## Requirement
Quote the entries below from the line with "async fn get_courier(&self, id: &str)" through the line with "async fn find_active_neighborhood(&self, name: &str)", both ends included, and only those lines.

## Source information
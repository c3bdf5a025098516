//! Persistence collaborator traits
//!
//! The core owns no storage engine. It requires typed CRUD, predicate
//! queries, a subscribe-for-full-snapshot stream, and two transactional
//! primitives: the per-date receipt counter and single-open-shift
//! uniqueness. Updates are compare-and-swap on the document `version`;
//! a mismatch surfaces as `Conflict` and the caller retries with fresh
//! state.

pub mod memory;

use async_trait::async_trait;
use shared::DomainResult;
use shared::models::{Courier, Neighborhood, Order, OrderStatus, Shift};
use tokio::sync::mpsc;

pub use memory::MemoryStore;

/// Predicate for order queries and subscriptions
#[derive(Debug, Clone, Default)]
pub struct OrderFilter {
    pub statuses: Option<Vec<OrderStatus>>,
    pub shift_id: Option<String>,
    pub courier_id: Option<String>,
    /// Inclusive lower bound on created_at (Unix millis)
    pub created_from: Option<i64>,
    /// Exclusive upper bound on created_at (Unix millis)
    pub created_until: Option<i64>,
    /// Filter on the delivery settlement flag
    pub settled: Option<bool>,
}

impl OrderFilter {
    pub fn with_status(mut self, status: OrderStatus) -> Self {
        self.statuses.get_or_insert_with(Vec::new).push(status);
        self
    }

    pub fn for_shift(mut self, shift_id: impl Into<String>) -> Self {
        self.shift_id = Some(shift_id.into());
        self
    }

    pub fn for_courier(mut self, courier_id: impl Into<String>) -> Self {
        self.courier_id = Some(courier_id.into());
        self
    }

    /// Half-open creation-time range `[from, until)`
    pub fn created_between(mut self, from: i64, until: i64) -> Self {
        self.created_from = Some(from);
        self.created_until = Some(until);
        self
    }

    pub fn settled(mut self, settled: bool) -> Self {
        self.settled = Some(settled);
        self
    }

    pub fn matches(&self, order: &Order) -> bool {
        if let Some(statuses) = &self.statuses
            && !statuses.contains(&order.status)
        {
            return false;
        }
        if let Some(shift_id) = &self.shift_id
            && order.shift_id != *shift_id
        {
            return false;
        }
        if let Some(courier_id) = &self.courier_id {
            match &order.delivery {
                Some(d) if d.courier_id == *courier_id => {}
                _ => return false,
            }
        }
        if let Some(from) = self.created_from
            && order.created_at < from
        {
            return false;
        }
        if let Some(until) = self.created_until
            && order.created_at >= until
        {
            return false;
        }
        if let Some(settled) = self.settled {
            match &order.delivery {
                Some(d) if d.settled == settled => {}
                _ => return false,
            }
        }
        true
    }
}

/// Stream of full refreshed result sets
///
/// Every emission is the authoritative current answer to the filter,
/// not a delta. Last write wins; there is no diffing contract.
pub type OrderSubscription = mpsc::UnboundedReceiver<Vec<Order>>;

#[async_trait]
pub trait OrderStore: Send + Sync {
    /// Persist a new order; assigns the id and initial version
    async fn create_order(&self, order: Order) -> DomainResult<Order>;

    async fn get_order(&self, id: &str) -> DomainResult<Option<Order>>;

    /// Compare-and-swap on `version`; mismatch → `Conflict`
    async fn update_order(&self, order: &Order) -> DomainResult<Order>;

    async fn query_orders(&self, filter: &OrderFilter) -> DomainResult<Vec<Order>>;

    /// Register an observer; receives the current result set immediately
    /// and the full refreshed set after every matching change
    async fn subscribe_orders(&self, filter: OrderFilter) -> DomainResult<OrderSubscription>;
}

#[async_trait]
pub trait ShiftStore: Send + Sync {
    /// Persist a new shift; fails `ShiftAlreadyOpen` when an OPEN shift
    /// exists (the store's uniqueness guarantee)
    async fn create_shift(&self, shift: Shift) -> DomainResult<Shift>;

    async fn get_shift(&self, id: &str) -> DomainResult<Option<Shift>>;

    /// Compare-and-swap on `version`; mismatch → `Conflict`
    async fn update_shift(&self, shift: &Shift) -> DomainResult<Shift>;

    async fn find_open_shift(&self) -> DomainResult<Option<Shift>>;

    async fn list_shifts(&self) -> DomainResult<Vec<Shift>>;
}

#[async_trait]
pub trait CourierStore: Send + Sync {
    async fn create_courier(&self, courier: Courier) -> DomainResult<Courier>;

    async fn get_courier(&self, id: &str) -> DomainResult<Option<Courier>>;
}

#[async_trait]
pub trait NeighborhoodStore: Send + Sync {
    async fn create_neighborhood(&self, neighborhood: Neighborhood)
    -> DomainResult<Neighborhood>;

    /// Look up a neighborhood by name, active ones only
    async fn find_active_neighborhood(&self, name: &str) -> DomainResult<Option<Neighborhood>>;
}

#[async_trait]
pub trait ReceiptCounter: Send + Sync {
    /// Next sequence for a date key (`YYYYMMDD`): atomic, monotonic,
    /// gap-free per key, starts at 1. Two concurrent callers on the same
    /// key must never receive the same value.
    async fn next_receipt_seq(&self, date_key: &str) -> DomainResult<u32>;
}

/// Everything the workflow core needs from the persistence collaborator
pub trait Store:
    OrderStore + ShiftStore + CourierStore + NeighborhoodStore + ReceiptCounter
{
}

impl<T> Store for T where
    T: OrderStore + ShiftStore + CourierStore + NeighborhoodStore + ReceiptCounter
{
}
//! Order lifecycle service
//!
//! Creates orders against an explicitly supplied open shift and drives
//! status transitions. The shift is a parameter, never ambient state:
//! callers fetch the current shift through the store and pass it in.

use std::sync::Arc;

use shared::models::order::{
    Order, OrderCreate, OrderPayment, OrderStatus, PaymentMethod,
};
use shared::models::shift::Shift;
use shared::order::event::{NotificationEvent, NotificationPayload, Role};
use shared::{DomainError, DomainResult};

use crate::clock::Clock;
use crate::config::CoreConfig;
use crate::notify::{NotificationSink, emit};
use crate::orders::{machine, receipt};
use crate::pricing;
use crate::pricing::money::validate_payment;
use crate::shifts::ShiftLedger;
use crate::store::{NeighborhoodStore, OrderStore, Store};
use crate::utils::time::business_date;

pub struct OrderService {
    store: Arc<dyn Store>,
    sink: Arc<dyn NotificationSink>,
    clock: Arc<dyn Clock>,
    config: CoreConfig,
    ledger: ShiftLedger,
}

impl OrderService {
    pub fn new(
        store: Arc<dyn Store>,
        sink: Arc<dyn NotificationSink>,
        clock: Arc<dyn Clock>,
        config: CoreConfig,
    ) -> Self {
        let ledger = ShiftLedger::new(store.clone(), sink.clone(), clock.clone());
        Self {
            store,
            sink,
            clock,
            config,
            ledger,
        }
    }

    /// Create an order in RECEIVED against the given open shift
    pub async fn create(&self, shift: &Shift, req: OrderCreate) -> DomainResult<Order> {
        if !shift.is_open() {
            return Err(DomainError::NoOpenShift);
        }
        let shift_id = shift
            .id
            .clone()
            .ok_or_else(|| DomainError::validation("shift has no id"))?;

        validate_payment(&req.payment)?;

        // Shipping is copied from the active neighborhood at creation;
        // later price changes leave this order untouched
        let shipping = match &req.customer.neighborhood {
            Some(name) => {
                let neighborhood = self
                    .store
                    .find_active_neighborhood(name)
                    .await?
                    .ok_or_else(|| {
                        DomainError::validation(format!(
                            "neighborhood '{}' is unknown or inactive",
                            name
                        ))
                    })?;
                neighborhood.shipping_cost
            }
            None => 0.0,
        };

        let (items, totals) =
            pricing::compute_totals(&req.items, req.discount.as_ref(), shipping)?;

        let payment = match req.payment.tendered {
            Some(tendered) if req.payment.method == PaymentMethod::Cash => OrderPayment {
                method: req.payment.method,
                requires_change: true,
                tendered: Some(tendered),
                change_due: Some(pricing::change_due(totals.total, tendered)?),
            },
            _ => OrderPayment {
                method: req.payment.method,
                requires_change: false,
                tendered: None,
                change_due: None,
            },
        };

        let now = self.clock.now_millis();
        let date = business_date(now, self.config.day_cutoff, self.config.timezone);
        let receipt_number = receipt::allocate(self.store.as_ref(), date).await?;

        let order = Order {
            id: None,
            receipt_number,
            channel: req.channel,
            customer: req.customer,
            items,
            totals,
            payment,
            status: OrderStatus::Received,
            delivery: None,
            note: req.note,
            customer_note: req.customer_note,
            shift_id: shift_id.clone(),
            created_at: now,
            version: 0,
        };

        let order = self.store.create_order(order).await?;
        tracing::info!(
            receipt = %order.receipt_number,
            channel = %order.channel,
            total = order.totals.total,
            "order created"
        );

        // Best-effort registration; the order itself is already durable
        if let Err(e) = self.ledger.record_order_created(&shift_id).await {
            tracing::warn!(shift_id = %shift_id, error = %e, "failed to register order on shift");
        }

        emit(
            self.sink.as_ref(),
            NotificationEvent::new(
                order.id.clone().unwrap_or_default(),
                order.receipt_number.clone(),
                vec![Role::Kitchen, Role::Counter],
                now,
                NotificationPayload::OrderCreated {
                    channel: order.channel,
                    total: order.totals.total,
                },
            ),
        );

        Ok(order)
    }

    /// Apply a status transition
    ///
    /// Cancelling an already-cancelled order is a no-op, not an error.
    /// Reaching DELIVERED records the order against its shift's totals.
    pub async fn transition(&self, order_id: &str, target: OrderStatus) -> DomainResult<Order> {
        let order = self
            .store
            .get_order(order_id)
            .await?
            .ok_or_else(|| DomainError::not_found(format!("order {}", order_id)))?;

        // Idempotent cancellation
        if target == OrderStatus::Cancelled && order.status == OrderStatus::Cancelled {
            return Ok(order);
        }

        machine::validate_transition(&order, target)?;
        let from = order.status;

        let mut updated = order;
        updated.status = target;
        let updated = self.store.update_order(&updated).await?;

        tracing::info!(
            receipt = %updated.receipt_number,
            from = %from,
            to = %target,
            "order transitioned"
        );

        // Shift bookkeeping is a separate write; a failure here is logged
        // and never rolls back the transition (documented consistency gap)
        match target {
            OrderStatus::Delivered => {
                if let Err(e) = self
                    .ledger
                    .record_order_completion(&updated.shift_id, &updated)
                    .await
                {
                    tracing::error!(
                        receipt = %updated.receipt_number,
                        shift_id = %updated.shift_id,
                        error = %e,
                        "failed to record completion on shift"
                    );
                }
            }
            OrderStatus::Cancelled => {
                if let Err(e) = self.ledger.record_order_cancelled(&updated.shift_id).await {
                    tracing::warn!(
                        receipt = %updated.receipt_number,
                        shift_id = %updated.shift_id,
                        error = %e,
                        "failed to record cancellation on shift"
                    );
                }
            }
            _ => {}
        }

        emit(
            self.sink.as_ref(),
            NotificationEvent::new(
                updated.id.clone().unwrap_or_default(),
                updated.receipt_number.clone(),
                machine::audience_for(from, target),
                self.clock.now_millis(),
                NotificationPayload::StatusChanged { from, to: target },
            ),
        );

        Ok(updated)
    }
}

## Output
    async fn get_courier(&self, id: &str) -> DomainResult<Option<Courier>>;
}

#[async_trait]
pub trait NeighborhoodStore: Send + Sync {
    async fn create_neighborhood(&self, neighborhood: Neighborhood)
    -> DomainResult<Neighborhood>;

    /// Look up a neighborhood by name, active ones only
    async fn find_active_neighborhood(&self, name: &str) -> DomainResult<Option<Neighborhood>>;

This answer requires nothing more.